- **WORK ITEM**
Each entry must be returned exactly. None may be omitted.

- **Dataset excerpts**
//! Collection
//! ---
//! `Collection` is a partitioned, lazily evaluated sequence of values.  Every partition is a
//! `Deferred<Vec<A>>`; operators add per-partition tasks to the graph and nothing runs until
//! `run` is called.  Frames store their rows in a `Collection<Row>` and exports turn it into
//! a `Collection<String>` of formatted lines.

use std::any::Any;
use std::error::Error as StdError;

use sparktk_core::deferred::{batch_apply, try_batch_apply, tree_reduce, Deferred};
use sparktk_core::scheduler::{GreedyScheduler, Scheduler};

use crate::error::Result;
use crate::partitioned::{concat, partition};

/// Collection struct
pub struct Collection<A> {
    partitions: Vec<Deferred<Vec<A>>>,
}

impl<A> Clone for Collection<A> {
    fn clone(&self) -> Self {
        Collection {
            partitions: self.partitions.clone(),
        }
    }
}

impl<A: Any + Send + Sync + Clone> Collection<A> {
    /// Creates a Collection from a set of Deferred partitions.
    pub fn from_defs(vs: Vec<Deferred<Vec<A>>>) -> Collection<A> {
        Collection { partitions: vs }
    }

    /// Provides raw access to the underlying Deferred partitions
    pub fn to_defs(&self) -> &[Deferred<Vec<A>>] {
        &self.partitions
    }

    /// Creates a single-partition Collection from a Vec of items
    /// ```rust
    ///   use sparktk_core::scheduler::LeveledScheduler;
    ///   use sparktk_frame::collection::Collection;
    ///
    ///   let col = Collection::from_vec(vec![1, 2, 3usize]);
    ///   assert_eq!(col.run(&mut LeveledScheduler).unwrap(), vec![1, 2, 3usize]);
    /// ```
    pub fn from_vec(vs: Vec<A>) -> Collection<A> {
        Collection {
            partitions: vec![Deferred::lift(vs, None)],
        }
    }

    /// Returns the current number of data partitions
    pub fn n_partitions(&self) -> usize {
        self.partitions.len()
    }

    /// Concatenates two collections; the partitions of `other` follow those of `self`.
    /// ```rust
    ///   use sparktk_core::scheduler::LeveledScheduler;
    ///   use sparktk_frame::collection::Collection;
    ///
    ///   let one = Collection::from_vec(vec![1, 2, 3usize]);
    ///   let two = Collection::from_vec(vec![4usize, 5, 6]);
    ///   let cat = one.concat(&two);
    ///   assert_eq!(cat.n_partitions(), 2);
    ///   assert_eq!(cat.run(&mut LeveledScheduler).unwrap(), vec![1, 2, 3, 4, 5, 6]);
    /// ```
    pub fn concat(&self, other: &Collection<A>) -> Collection<A> {
        let partitions = self
            .partitions
            .iter()
            .chain(other.partitions.iter())
            .cloned()
            .collect();
        Collection { partitions }
    }

    /// Maps a function over the values in the Collection
    /// ```rust
    ///   use sparktk_core::scheduler::LeveledScheduler;
    ///   use sparktk_frame::collection::Collection;
    ///
    ///   let one = Collection::from_vec(vec![1, 2, 3usize]);
    ///   let strings = one.map(|i| format!("{}", i));
    ///   assert_eq!(strings.run(&mut LeveledScheduler).unwrap(),
    ///              vec!["1".to_string(), "2".into(), "3".into()]);
    /// ```
    pub fn map<B: Any + Send + Sync + Clone, F: 'static + Sync + Send + Clone + Fn(&A) -> B>(
        &self,
        f: F,
    ) -> Collection<B> {
        self.emit(move |x, emitter| emitter(f(x)))
    }

    /// Filters out items in the collection that fail the predicate.
    /// ```rust
    ///   use sparktk_core::scheduler::LeveledScheduler;
    ///   use sparktk_frame::collection::Collection;
    ///
    ///   let col = Collection::from_vec(vec![1, 2, 3usize]);
    ///   let odds = col.filter(|x| x % 2 == 1);
    ///   assert_eq!(odds.run(&mut LeveledScheduler).unwrap(), vec![1, 3usize]);
    /// ```
    pub fn filter<F: 'static + Sync + Send + Clone + Fn(&A) -> bool>(&self, f: F) -> Collection<A> {
        self.emit(move |x, emitter| {
            if f(x) {
                emitter(x.clone())
            }
        })
    }

    /// Maps over all items in a collection, optionally emitting new values.  It fuses a
    /// number of map/filter/flat_map functions into a single task per partition.
    /// ```rust
    ///   use sparktk_core::scheduler::LeveledScheduler;
    ///   use sparktk_frame::collection::Collection;
    ///
    ///   let col = Collection::from_vec(vec![1, 2, 3usize]);
    ///   let new = col.emit(|item, emitter| {
    ///     if item % 2 == 0 {
    ///         emitter(format!("{}!", item));
    ///     }
    ///   });
    ///   assert_eq!(new.run(&mut LeveledScheduler).unwrap(), vec!["2!".to_string()]);
    /// ```
    pub fn emit<
        B: Any + Send + Sync + Clone,
        F: 'static + Sync + Send + Clone + Fn(&A, &mut dyn FnMut(B)),
    >(
        &self,
        f: F,
    ) -> Collection<B> {
        let partitions = batch_apply(&self.partitions, move |_idx, vs| {
            let mut out = Vec::with_capacity(vs.len());
            for v in vs.iter() {
                f(v, &mut |r| out.push(r));
            }
            out
        });
        Collection { partitions }
    }

    /// Like `emit`, but `f` may fail.  The first failure aborts evaluation and is returned
    /// from `run`.
    pub fn try_emit<
        B: Any + Send + Sync + Clone,
        E: StdError + Send + Sync + 'static,
        F: 'static + Sync + Send + Clone + Fn(usize, &A, &mut dyn FnMut(B)) -> std::result::Result<(), E>,
    >(
        &self,
        f: F,
    ) -> Collection<B> {
        let partitions = try_batch_apply(&self.partitions, move |part, vs| {
            let mut out = Vec::with_capacity(vs.len());
            for v in vs.iter() {
                f(part, v, &mut |r| out.push(r))?;
            }
            Ok::<_, E>(out)
        });
        Collection { partitions }
    }

    /// Re-partitions a collection into `n_chunks` partitions, dealing items out round-robin
    /// from each old partition.
    /// ```rust
    ///   use sparktk_frame::collection::Collection;
    ///
    ///   let col = Collection::from_vec(vec![1, 2, 3usize]);
    ///   assert_eq!(col.n_partitions(), 1);
    ///   let two = col.split(2);
    ///   assert_eq!(two.n_partitions(), 2);
    /// ```
    pub fn split(&self, n_chunks: usize) -> Collection<A> {
        self.partition(n_chunks, |idx, _k| idx)
    }

    /// Re-partitions data into N new partitions by the given function.  The returned value
    /// is taken modulo N to pick the destination partition.
    /// ```rust
    ///   use sparktk_core::scheduler::LeveledScheduler;
    ///   use sparktk_frame::collection::Collection;
    ///
    ///   let col = Collection::from_vec(vec![1, 2, 3, 4usize]);
    ///   let new_col = col.partition(2, |_idx, x| if *x < 3 { 1 } else { 2 });
    ///
    ///   assert_eq!(new_col.n_partitions(), 2);
    ///   assert_eq!(new_col.run(&mut LeveledScheduler).unwrap(), vec![3, 4, 1, 2]);
    /// ```
    pub fn partition<F: 'static + Sync + Send + Clone + Fn(usize, &A) -> usize>(
        &self,
        partitions: usize,
        f: F,
    ) -> Collection<A> {
        Collection {
            partitions: partition(&self.partitions, partitions, f),
        }
    }

    /// Returns the number of items in the collection as a single-value deferred.
    pub fn count(&self) -> Deferred<usize> {
        let sizes = batch_apply(&self.partitions, |_idx, vs| vs.len());
        tree_reduce(&sizes, |x, y| x + y).unwrap_or_else(|| Deferred::lift(0, None))
    }

    /// Executes the Collection, returning its items partition by partition.
    pub fn run<S: Scheduler>(&self, s: &mut S) -> Result<Vec<A>> {
        match concat(&self.partitions) {
            Some(all) => Ok(all.run(s)?),
            None => Ok(Vec::new()),
        }
    }

    /// Executes the Collection on a `GreedyScheduler` sized to the machine
    pub fn eval(&self) -> Result<Vec<A>> {
        self.run(&mut GreedyScheduler::default())
    }
}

- **ANSWER**
//! Collection
//! ---
//! `Collection` is a partitioned, lazily evaluated sequence of values.  Every partition is a
//! `Deferred<Vec<A>>`; operators add per-partition tasks to the graph and nothing runs until
//! `run` is called.  Frames store their rows in a `Collection<Row>` and exports turn it into
//! a `Collection<String>` of formatted lines.

use std::any::Any;
use std::error::Error as StdError;

use sparktk_core::deferred::{batch_apply, try_batch_apply, tree_reduce, Deferred};
use sparktk_core::scheduler::{GreedyScheduler, Scheduler};

use crate::error::Result;
use crate::partitioned::{concat, partition};

/// Collection struct
pub struct Collection<A> {
    partitions: Vec<Deferred<Vec<A>>>,
}

impl<A> Clone for Collection<A> {
    fn clone(&self) -> Self {
        Collection {
            partitions: self.partitions.clone(),
        }
    }
}

impl<A: Any + Send + Sync + Clone> Collection<A> {
    /// Creates a Collection from a set of Deferred partitions.
    pub fn from_defs(vs: Vec<Deferred<Vec<A>>>) -> Collection<A> {
        Collection { partitions: vs }
    }

    /// Provides raw access to the underlying Deferred partitions
    pub fn to_defs(&self) -> &[Deferred<Vec<A>>] {
        &self.partitions
    }

    /// Creates a single-partition Collection from a Vec of items
    /// ```rust
    ///   use sparktk_core::scheduler::LeveledScheduler;
    ///   use sparktk_frame::collection::Collection;
    ///
    ///   let col = Collection::from_vec(vec![1, 2, 3usize]);
    ///   assert_eq!(col.run(&mut LeveledScheduler).unwrap(), vec![1, 2, 3usize]);
    /// ```
    pub fn from_vec(vs: Vec<A>) -> Collection<A> {
        Collection {
            partitions: vec![Deferred::lift(vs, None)],
        }
    }

    /// Returns the current number of data partitions
    pub fn n_partitions(&self) -> usize {
        self.partitions.len()
    }

    /// Concatenates two collections; the partitions of `other` follow those of `self`.
    /// ```rust
    ///   use sparktk_core::scheduler::LeveledScheduler;
    ///   use sparktk_frame::collection::Collection;
    ///
    ///   let one = Collection::from_vec(vec![1, 2, 3usize]);
    ///   let two = Collection::from_vec(vec![4usize, 5, 6]);
    ///   let cat = one.concat(&two);
    ///   assert_eq!(cat.n_partitions(), 2);
    ///   assert_eq!(cat.run(&mut LeveledScheduler).unwrap(), vec![1, 2, 3, 4, 5, 6]);
    /// ```
    pub fn concat(&self, other: &Collection<A>) -> Collection<A> {
        let partitions = self
            .partitions
            .iter()
            .chain(other.partitions.iter())
            .cloned()
            .collect();
        Collection { partitions }
    }

    /// Maps a function over the values in the Collection
    /// ```rust
    ///   use sparktk_core::scheduler::LeveledScheduler;
    ///   use sparktk_frame::collection::Collection;
    ///
    ///   let one = Collection::from_vec(vec![1, 2, 3usize]);
    ///   let strings = one.map(|i| format!("{}", i));
    ///   assert_eq!(strings.run(&mut LeveledScheduler).unwrap(),
    ///              vec!["1".to_string(), "2".into(), "3".into()]);
    /// ```
    pub fn map<B: Any + Send + Sync + Clone, F: 'static + Sync + Send + Clone + Fn(&A) -> B>(
        &self,
        f: F,
    ) -> Collection<B> {
        self.emit(move |x, emitter| emitter(f(x)))
    }

    /// Filters out items in the collection that fail the predicate.
    /// ```rust
    ///   use sparktk_core::scheduler::LeveledScheduler;
    ///   use sparktk_frame::collection::Collection;
    ///
    ///   let col = Collection::from_vec(vec![1, 2, 3usize]);
    ///   let odds = col.filter(|x| x % 2 == 1);
    ///   assert_eq!(odds.run(&mut LeveledScheduler).unwrap(), vec![1, 3usize]);
    /// ```
    pub fn filter<F: 'static + Sync + Send + Clone + Fn(&A) -> bool>(&self, f: F) -> Collection<A> {
        self.emit(move |x, emitter| {
            if f(x) {
                emitter(x.clone())
            }
        })
    }

    /// Maps over all items in a collection, optionally emitting new values.  It fuses a
    /// number of map/filter/flat_map functions into a single task per partition.
    /// ```rust
    ///   use sparktk_core::scheduler::LeveledScheduler;
    ///   use sparktk_frame::collection::Collection;
    ///
    ///   let col = Collection::from_vec(vec![1, 2, 3usize]);
    ///   let new = col.emit(|item, emitter| {
    ///     if item % 2 == 0 {
    ///         emitter(format!("{}!", item));
    ///     }
    ///   });
    ///   assert_eq!(new.run(&mut LeveledScheduler).unwrap(), vec!["2!".to_string()]);
    /// ```
    pub fn emit<
        B: Any + Send + Sync + Clone,
        F: 'static + Sync + Send + Clone + Fn(&A, &mut dyn FnMut(B)),
    >(
        &self,
        f: F,
    ) -> Collection<B> {
        let partitions = batch_apply(&self.partitions, move |_idx, vs| {
            let mut out = Vec::with_capacity(vs.len());
            for v in vs.iter() {
                f(v, &mut |r| out.push(r));
            }
            out
        });
        Collection { partitions }
    }

    /// Like `emit`, but `f` may fail.  The first failure aborts evaluation and is returned
    /// from `run`.
    pub fn try_emit<
        B: Any + Send + Sync + Clone,
        E: StdError + Send + Sync + 'static,
        F: 'static + Sync + Send + Clone + Fn(usize, &A, &mut dyn FnMut(B)) -> std::result::Result<(), E>,
    >(
        &self,
        f: F,
    ) -> Collection<B> {
        let partitions = try_batch_apply(&self.partitions, move |part, vs| {
            let mut out = Vec::with_capacity(vs.len());
            for v in vs.iter() {
                f(part, v, &mut |r| out.push(r))?;
            }
            Ok::<_, E>(out)
        });
        Collection { partitions }
    }

    /// Re-partitions a collection into `n_chunks` partitions, dealing items out round-robin
    /// from each old partition.
    /// ```rust
    ///   use sparktk_frame::collection::Collection;
    ///
    ///   let col = Collection::from_vec(vec![1, 2, 3usize]);
    ///   assert_eq!(col.n_partitions(), 1);
    ///   let two = col.split(2);
    ///   assert_eq!(two.n_partitions(), 2);
    /// ```
    pub fn split(&self, n_chunks: usize) -> Collection<A> {
        self.partition(n_chunks, |idx, _k| idx)
    }

    /// Re-partitions data into N new partitions by the given function.  The returned value
    /// is taken modulo N to pick the destination partition.
    /// ```rust
    ///   use sparktk_core::scheduler::LeveledScheduler;
    ///   use sparktk_frame::collection::Collection;
    ///
    ///   let col = Collection::from_vec(vec![1, 2, 3, 4usize]);
    ///   let new_col = col.partition(2, |_idx, x| if *x < 3 { 1 } else { 2 });
    ///
    ///   assert_eq!(new_col.n_partitions(), 2);
    ///   assert_eq!(new_col.run(&mut LeveledScheduler).unwrap(), vec![3, 4, 1, 2]);
    /// ```
    pub fn partition<F: 'static + Sync + Send + Clone + Fn(usize, &A) -> usize>(
        &self,
        partitions: usize,
        f: F,
    ) -> Collection<A> {
        Collection {
            partitions: partition(&self.partitions, partitions, f),
        }
    }

    /// Returns the number of items in the collection as a single-value deferred.
    pub fn count(&self) -> Deferred<usize> {
        let sizes = batch_apply(&self.partitions, |_idx, vs| vs.len());
        tree_reduce(&sizes, |x, y| x + y).unwrap_or_else(|| Deferred::lift(0, None))
    }

    /// Executes the Collection, returning its items partition by partition.
    pub fn run<S: Scheduler>(&self, s: &mut S) -> Result<Vec<A>> {
        match concat(&self.partitions) {
            Some(all) => Ok(all.run(s)?),
            None => Ok(Vec::new()),
        }
    }

    /// Executes the Collection on a `GreedyScheduler` sized to the machine
    pub fn eval(&self) -> Result<Vec<A>> {
        self.run(&mut GreedyScheduler::default())
    }
}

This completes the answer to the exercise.